Contribuir para a construção de uma nova ordem mundial fundada na paz, na soberania de todos os países, na cooperação e no desenvolvimento, reforçando a tendência à multipolaridade, tem sido uma das prioridades da política externa dos últimos 12 anos, que deve ser aprofundada neste segundo mandato da presidente Dilma.

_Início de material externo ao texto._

//! Mapping from the fully-specialized type universe to LLVM IR types, and
//! the array ABI struct layout (§3, §4.5, §4.6).

use inkwell::context::Context;
use inkwell::types::{BasicType, BasicTypeEnum, StructType};
use inkwell::AddressSpace;

use numjit_types::{ftv, BaseTy, Ty};

use crate::error::CodegenError;

/// The on-wire array ABI struct: `{ element*, i32 dims, i32* shape }`
/// (§4.5, §6). Built fresh per call since it's cheap and its element type
/// varies with the specialization.
pub fn array_abi_struct<'ctx>(
    context: &'ctx Context,
    elem: BasicTypeEnum<'ctx>,
) -> StructType<'ctx> {
    let ptr = context.ptr_type(AddressSpace::default());
    let _ = elem;
    context.struct_type(
        &[
            ptr.into(),                // data pointer
            context.i32_type().into(), // dims
            ptr.into(),                // shape pointer (i32*)
        ],
        false,
    )
}

/// Converts a fully-determined (ground) type term into its LLVM
/// representation. Fails with `NotDetermined` if a free type variable
/// remains -- codegen must never be invoked on a polymorphic type, only on
/// the output of the specializer.
pub fn ty_to_llvm<'ctx>(
    context: &'ctx Context,
    ty: &Ty,
) -> Result<BasicTypeEnum<'ctx>, CodegenError> {
    if !ftv(ty).is_empty() {
        return Err(CodegenError::NotDetermined(ty.to_string()));
    }
    match ty {
        Ty::Base(BaseTy::Int32) => Ok(context.i32_type().into()),
        Ty::Base(BaseTy::Int64) => Ok(context.i64_type().into()),
        Ty::Base(BaseTy::Float32) => Ok(context.f32_type().into()),
        Ty::Base(BaseTy::Double64) => Ok(context.f64_type().into()),
        // Bool is Int64-width in this dialect (§9 redesign flag).
        Ty::Base(BaseTy::Bool) => Ok(context.i64_type().into()),
        Ty::Base(BaseTy::Void) => Err(CodegenError::CodegenFailure(
            "Void is not a value type".to_string(),
        )),
        Ty::Base(BaseTy::Array) => Err(CodegenError::CodegenFailure(
            "Array is only valid as the head of a Generic(Array, elem) type".to_string(),
        )),
        Ty::Generic(BaseTy::Array, elem) => {
            let elem_ty = ty_to_llvm(context, elem)?;
            Ok(array_abi_struct(context, elem_ty).into())
        }
        Ty::Generic(head, _) => Err(CodegenError::CodegenFailure(format!(
            "unsupported generic constructor head `{head}`"
        ))),
        Ty::Func(..) => Err(CodegenError::CodegenFailure(
            "function types are not a codegen value type".to_string(),
        )),
        Ty::Var(v) => Err(CodegenError::NotDetermined(v.clone())),
    }
}

/// `true` when a (ground) type is the array ABI's `Generic(Array, _)` shape.
pub fn is_array_ty(ty: &Ty) -> bool {
    ty.is_array()
}

/// The element type of an array type, or `None` if `ty` is not an array.
pub fn array_elem_ty(ty: &Ty) -> Option<&Ty> {
    match ty {
        Ty::Generic(BaseTy::Array, elem) => Some(elem),
        _ => None,
    }
}
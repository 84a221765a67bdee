//! Surface lowering: turns a narrow, host-language-agnostic surface tree
//! into the Core IR `Fun` node that inference and codegen consume.
//!
//! The pipeline must never bind to a specific host-language AST (a Python
//! `ast` module, a JavaScript ESTree, ...); [`surface`] defines the minimal
//! vocabulary this crate is willing to accept instead, and a caller's own
//! parser is responsible for producing it.

pub mod error;
pub mod lower;
pub mod surface;

pub use error::LowerError;
pub use lower::lower_fun;
pub use surface::{
    Annotation, AugOp, BinOp, CompareOp, RangeCall, SurfaceExpr, SurfaceFun, SurfaceParam,
    SurfaceStmt,
};
//! The narrow ingress type the lowering pass consumes.
//!
//! This is deliberately not a wrapper around any particular host language's
//! parser output. A caller builds a [`SurfaceFun`] however it likes (from its
//! own parser, from a hand-rolled AST, from a test fixture) and hands it to
//! [`crate::lower_fun`]. Surface lowering is the only place in the pipeline
//! that speaks this vocabulary; everything downstream only ever sees
//! `numjit_core::Expr`.

/// A recognized parameter type annotation spelling. Synonyms collapse onto
/// the same base type: `Int`/`Int64` both pin `Int64`, and `Bool` pins
/// `Int64` too, matching the dialect's Int64-width booleans.
#[derive(Debug, Clone, Copy, PartialEq, Eq)]
pub enum Annotation {
    Int,
    Int64,
    Float,
    Bool,
}

#[derive(Debug, Clone)]
pub struct SurfaceParam {
    pub id: String,
    pub annotation: Option<Annotation>,
}

impl SurfaceParam {
    pub fn new(id: impl Into<String>) -> Self {
        SurfaceParam {
            id: id.into(),
            annotation: None,
        }
    }

    pub fn annotated(id: impl Into<String>, annotation: Annotation) -> Self {
        SurfaceParam {
            id: id.into(),
            annotation: Some(annotation),
        }
    }
}

/// A binary operator spelling, named the way a surface parser would spell
/// its operator node kinds (`Add`, `Sub`, ...) rather than by Core IR tag.
#[derive(Debug, Clone, Copy, PartialEq, Eq)]
pub enum BinOp {
    Add,
    Sub,
    Mult,
    Div,
    Pow,
    Mod,
    BoolAnd,
    BoolOr,
}

#[derive(Debug, Clone, Copy, PartialEq, Eq)]
pub enum CompareOp {
    Eq,
    NotEq,
    Lt,
    LtE,
    Gt,
    GtE,
}

/// The augmented-assignment operators the subset recognizes. Anything else
/// (`-=`, `/=`, ...) is not representable here -- a caller building a
/// surface tree for an unsupported augmented op has no variant to reach for,
/// which is deliberate: the lowering's `Unsupported` path is for constructs
/// that exist in the surface grammar but fall outside this enum's reach, not
/// for augmented operators at all (see [`SurfaceStmt::AugAssign`] docs).
#[derive(Debug, Clone, Copy, PartialEq, Eq)]
pub enum AugOp {
    Add,
    Mult,
}

#[derive(Debug, Clone)]
pub enum SurfaceExpr {
    Name(String),
    Int(i64),
    Float(f64),
    Bool(bool),
    BinOp {
        op: BinOp,
        left: Box<SurfaceExpr>,
        right: Box<SurfaceExpr>,
    },
    Compare {
        left: Box<SurfaceExpr>,
        op: CompareOp,
        right: Box<SurfaceExpr>,
    },
    /// `.shape` attribute access. Any other attribute name is rejected by
    /// the lowering pass with `Unsupported`.
    ShapeAttr(Box<SurfaceExpr>),
    /// Subscripting in load context (`value[ix]`).
    Subscript {
        value: Box<SurfaceExpr>,
        index: Box<SurfaceExpr>,
    },
    /// A call to another named function (the host-call bridge target, or a
    /// recursive self-call).
    Call {
        callee: String,
        args: Vec<SurfaceExpr>,
    },
}

#[derive(Debug, Clone)]
pub enum SurfaceStmt {
    Expr(SurfaceExpr),
    Assign {
        target: String,
        value: SurfaceExpr,
    },
    /// An augmented assignment (`target op= value`). Only [`AugOp::Add`] and
    /// [`AugOp::Mult`] are representable; lowering any other augmented
    /// operator a caller's own parser recognizes must be rejected by that
    /// caller before reaching this type, or modeled by the caller as a plain
    /// `Assign` wrapping the equivalent `BinOp` (which the lowering will then
    /// reject via `Unsupported` only if the op itself isn't in the fixed
    /// table of §4.1).
    AugAssign {
        target: String,
        op: AugOp,
        value: SurfaceExpr,
    },
    Return(Option<SurfaceExpr>),
    /// `for target in range(...)` / `for target in xrange(...)`, `iterable`
    /// carries the range-call arguments in source order.
    For {
        target: String,
        iterable: RangeCall,
        body: Vec<SurfaceStmt>,
    },
    If {
        test: SurfaceExpr,
        body: Vec<SurfaceStmt>,
        orelse: Vec<SurfaceStmt>,
    },
    Pass,
    Break,
}

/// The callee of a `for` loop's iterable, restricted by construction to
/// `range`/`xrange` with one, two, or three arguments -- surface parsers
/// build this directly instead of producing an arbitrary `Call` that
/// lowering would then have to pattern-match back apart.
#[derive(Debug, Clone)]
pub struct RangeCall {
    pub callee: String,
    pub args: Vec<SurfaceExpr>,
}

#[derive(Debug, Clone)]
pub struct SurfaceFun {
    pub name: String,
    pub params: Vec<SurfaceParam>,
    pub body: Vec<SurfaceStmt>,
}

Entre as distintas iniciativas destaca-se a contribuição brasileira para a consolidação dos BRICS, um dos legados mais importantes da política externa de Lula e Dilma. O segundo ciclo de encontros dos países BRICS, iniciado com a cúpula de Fortaleza (novembro, 2014), deixou como resultado a constituição do Novo Banco de Desenvolvimento (NDB) e do Arranjo Contingente de Reservas (CRA), iniciativas de significado histórico, que fortalecem a autonomia dos países e contribuem na formatação de um novo quadro internacional. Ainda em fase de implementação, o novo banco terá cerca de US$ 100 bilhões para financiar projetos de infraestrutura, ao tempo em que o Arranjo estará destinado a contribuir com a estabilidade financeira, garantindo liquidez para seus membros. O Novo Banco de Desenvolvimento poderá ser um importante instrumento para o financiamento de projetos de integração em infraestrutura na América do sul, dando resposta a um dos principais obstáculos para o avanço dessa agenda.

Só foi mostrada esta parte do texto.